Heavy Strategy - 073 - Failure and Resilience
Ned @ 3:30 - “But when they say, I dropped out of college and look how well it worked out for me, there’s a lot of asterisks after that. So it’s important to bear in mind that failure itself is not a great thing. It’s the way in which you fail and what you learn from that failure that actually helps you succeed later.”
Greg @ 6:00 - Has an interesting point that it’s a mistake to treat failure casually - to let it become an abrogation of responsibility.
My note: I think this is a bit of pointing out “move fast and break things” has tradeoffs, and hand waving away the negatives is irresponsible. Also underscores an importance to understand the scope of your failure compared to a mistake.
Kyler in response - “Well, I like that idea. I think that mindset of no matter what I do, whether I succeed or fail, I have learned, which means this is a success, makes you very resilient”
My note: There’s no short pithy answer to underline that failure is not good - but you can definitely build from it.
Greg @ 11:00 - Interesting point on top of the family side - did working those extra hours take an opportunity away from someone else?
Joanna @ 14:50 - schedule messages on Slack and don’t feed an imbalance that contributes to a toxic environment.

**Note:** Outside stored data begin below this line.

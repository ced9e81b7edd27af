//! # Ingestion Policies
//!
//! Every tunable of the engine whose value differed between deployments
//! (window size, emission threshold, how a delta is computed, what happens to
//! negative deltas, how strict payload decoding is, how the watchdog recovers)
//! is a value here rather than a constant in the engine.
//!
//! All enums parse from the kebab-case names used on the command line and in
//! the JSON configuration file (`"windowed-sum"`, `"pass-through"`, ...).

use serde::{Deserialize, Serialize};
use std::fmt;
use std::str::FromStr;
use std::time::Duration;
use thiserror::Error;

/// Topic segment every relevant message carries.
pub const RELEVANCE_MARKER: &str = "energy/consumption/";

/// Fixed trailing segment of the data topic of every gateway.
pub const DEFAULT_TOPIC_SUFFIX: &str = "71435500-6791-11ce-97c6-313131303230";

/// Registry protocol class of gateways speaking the consumption pull protocol.
pub const DEFAULT_ELIGIBLE_PROTOCOL: i32 = 1;

/// Errors raised while building or parsing a policy.
#[derive(Debug, Error, Clone, PartialEq)]
pub enum PolicyError {
    #[error("window size must be at least 2, got {0}")]
    WindowTooSmall(usize),

    #[error("emit threshold must be at least 1, got {0}")]
    ThresholdTooSmall(u32),

    #[error("register divisor must be a positive finite number, got {0}")]
    InvalidDivisor(f64),

    #[error("at least one register key is required")]
    NoRegisterKeys,

    #[error("{what} must be greater than zero")]
    ZeroDuration { what: &'static str },

    #[error("unknown {kind} '{value}' (expected one of: {expected})")]
    UnknownVariant {
        kind: &'static str,
        value: String,
        expected: &'static str,
    },
}

/// Implements `FromStr`/`Display` over a fixed table of kebab-case names.
macro_rules! named_policy {
    ($ty:ident, $kind:literal, { $($variant:ident => $name:literal),+ $(,)? }) => {
        impl $ty {
            const NAMES: &'static str = concat!($($name, " "),+);

            /// The kebab-case name of this value.
            pub fn as_str(&self) -> &'static str {
                match self {
                    $($ty::$variant => $name),+
                }
            }
        }

        impl FromStr for $ty {
            type Err = PolicyError;

            fn from_str(s: &str) -> Result<Self, Self::Err> {
                match s.trim().to_ascii_lowercase().as_str() {
                    $($name => Ok($ty::$variant),)+
                    _ => Err(PolicyError::UnknownVariant {
                        kind: $kind,
                        value: s.to_string(),
                        expected: $ty::NAMES.trim_end(),
                    }),
                }
            }
        }

        impl fmt::Display for $ty {
            fn fmt(&self, f: &mut fmt::Formatter<'_>) -> fmt::Result {
                f.write_str(self.as_str())
            }
        }
    };
}

/// How the delta of a full window is computed.
#[derive(Debug, Clone, Copy, PartialEq, Eq, Default, Serialize, Deserialize)]
#[serde(rename_all = "kebab-case")]
pub enum DeltaMode {
    /// `newest - oldest`.
    #[default]
    Boundary,
    /// Sum of consecutive differences. A step that goes backwards is read as a
    /// meter reset and contributes the new reading instead of a negative step.
    WindowedSum,
}

named_policy!(DeltaMode, "delta mode", {
    Boundary => "boundary",
    WindowedSum => "windowed-sum",
});

/// What happens to a delta below zero.
#[derive(Debug, Clone, Copy, PartialEq, Eq, Default, Serialize, Deserialize)]
#[serde(rename_all = "kebab-case")]
pub enum NegativeDeltaPolicy {
    /// Emitted unchanged, with a warning.
    #[default]
    PassThrough,
    /// Emitted as zero.
    Clamp,
    /// Not emitted. The window is still reset.
    Drop,
}

named_policy!(NegativeDeltaPolicy, "negative delta policy", {
    PassThrough => "pass-through",
    Clamp => "clamp",
    Drop => "drop",
});

/// How a record missing some of its configured registers is treated.
#[derive(Debug, Clone, Copy, PartialEq, Eq, Default, Serialize, Deserialize)]
#[serde(rename_all = "kebab-case")]
pub enum DecodeStrictness {
    /// Every configured register must be present and numeric.
    #[default]
    Strict,
    /// Missing registers are logged as unavailable and left out of the sum.
    /// A record with none of them is still rejected.
    Lenient,
}

named_policy!(DecodeStrictness, "decode strictness", {
    Strict => "strict",
    Lenient => "lenient",
});

/// What the watchdog does once the feed has been silent for too long.
#[derive(Debug, Clone, Copy, PartialEq, Eq, Default, Serialize, Deserialize)]
#[serde(rename_all = "kebab-case")]
pub enum RecoveryStrategy {
    /// Re-issue every eligible subscription on the live connection.
    #[default]
    Soft,
    /// Ask the supervising layer to restart the process.
    Hard,
}

named_policy!(RecoveryStrategy, "recovery strategy", {
    Soft => "soft",
    Hard => "hard",
});

/// Shape of the per-device sliding window.
#[derive(Debug, Clone, Copy, PartialEq)]
pub struct WindowPolicy {
    /// Number of cumulative values a full window holds (N).
    pub capacity: usize,
    /// Number of times the window must be seen full before a delta is emitted.
    pub emit_threshold: u32,
    pub delta_mode: DeltaMode,
    pub negative_delta: NegativeDeltaPolicy,
}

impl WindowPolicy {
    pub fn new(
        capacity: usize,
        emit_threshold: u32,
        delta_mode: DeltaMode,
        negative_delta: NegativeDeltaPolicy,
    ) -> Result<Self, PolicyError> {
        if capacity < 2 {
            return Err(PolicyError::WindowTooSmall(capacity));
        }
        if emit_threshold < 1 {
            return Err(PolicyError::ThresholdTooSmall(emit_threshold));
        }
        Ok(Self {
            capacity,
            emit_threshold,
            delta_mode,
            negative_delta,
        })
    }
}

impl Default for WindowPolicy {
    fn default() -> Self {
        Self {
            capacity: 7,
            emit_threshold: 1,
            delta_mode: DeltaMode::Boundary,
            negative_delta: NegativeDeltaPolicy::PassThrough,
        }
    }
}

/// Which registers of a payload make up a device's reading, and how they scale.
#[derive(Debug, Clone, PartialEq)]
pub struct PayloadProfile {
    /// Keys of the `measures` map that are summed. Deployment specific.
    pub register_keys: Vec<String>,
    /// Raw register units per kWh.
    pub divisor: f64,
    pub strictness: DecodeStrictness,
}

impl PayloadProfile {
    pub fn new(
        register_keys: Vec<String>,
        divisor: f64,
        strictness: DecodeStrictness,
    ) -> Result<Self, PolicyError> {
        let register_keys: Vec<String> = register_keys
            .into_iter()
            .map(|k| k.trim().to_string())
            .filter(|k| !k.is_empty())
            .collect();
        if register_keys.is_empty() {
            return Err(PolicyError::NoRegisterKeys);
        }
        if !(divisor.is_finite() && divisor > 0.0) {
            return Err(PolicyError::InvalidDivisor(divisor));
        }
        Ok(Self {
            register_keys,
            divisor,
            strictness,
        })
    }
}

impl Default for PayloadProfile {
    fn default() -> Self {
        Self {
            register_keys: vec!["Load_0_30001".to_string(), "Load_0_30000".to_string()],
            divisor: 1000.0,
            strictness: DecodeStrictness::Strict,
        }
    }
}

/// Topic naming and subscription eligibility.
#[derive(Debug, Clone, PartialEq, Eq)]
pub struct TopicScheme {
    pub suffix: String,
    pub eligible_protocol: i32,
}

impl TopicScheme {
    /// Data topic of one gateway:
    /// `energy/consumption/<device>/message/data/<suffix>`.
    pub fn topic_for(&self, device_name: &str) -> String {
        format!("{}{}/message/data/{}", RELEVANCE_MARKER, device_name, self.suffix)
    }
}

impl Default for TopicScheme {
    fn default() -> Self {
        Self {
            suffix: DEFAULT_TOPIC_SUFFIX.to_string(),
            eligible_protocol: DEFAULT_ELIGIBLE_PROTOCOL,
        }
    }
}

/// Liveness watchdog timing and recovery.
#[derive(Debug, Clone, Copy, PartialEq)]
pub struct WatchdogPolicy {
    pub check_interval: Duration,
    /// Silence longer than this triggers recovery.
    pub silence_threshold: Duration,
    pub strategy: RecoveryStrategy,
    /// Reconcile the registry against the subscriptions on every tick.
    pub reconcile_every_tick: bool,
}

impl WatchdogPolicy {
    pub fn new(
        check_interval: Duration,
        silence_threshold: Duration,
        strategy: RecoveryStrategy,
        reconcile_every_tick: bool,
    ) -> Result<Self, PolicyError> {
        if check_interval.is_zero() {
            return Err(PolicyError::ZeroDuration {
                what: "watchdog interval",
            });
        }
        if silence_threshold.is_zero() {
            return Err(PolicyError::ZeroDuration {
                what: "silence threshold",
            });
        }
        Ok(Self {
            check_interval,
            silence_threshold,
            strategy,
            reconcile_every_tick,
        })
    }
}

impl Default for WatchdogPolicy {
    fn default() -> Self {
        Self {
            check_interval: Duration::from_secs(60),
            silence_threshold: Duration::from_secs(660),
            strategy: RecoveryStrategy::Soft,
            reconcile_every_tick: true,
        }
    }
}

Ned @ 20:45 summarizing Joanna’s story - “It’s what you do in after a failure that sort of defines how you look at it in retrospect. So you decided to make a decision to try to make it better as opposed to just kind of covering it up and not talking about it.”
Kyler @ 24:30 has a good story on how not owning up and the cover up is a million times worse than the initial issue.
28:00 - touches on intellectual safety - NTSB rules, 5 whys, rubber duck debugging, etc.
If it’s a systemic problem, putting it on an individual to fix it may not be the right answer. But there is no perfect process.
Joanna @ 36:30 - “at some point, you have to depend on people to do the right thing, regardless of what the process is, which means they need to internalize what the right thing is. And that’s much more complicated than it sounds. It’s something we actually do a lot of training on.
There’s a whole concept called mission command that has to do with, why are you doing what you’re doing? And whose mission is it? And whose mission is that in support of? And how do the missions join together?”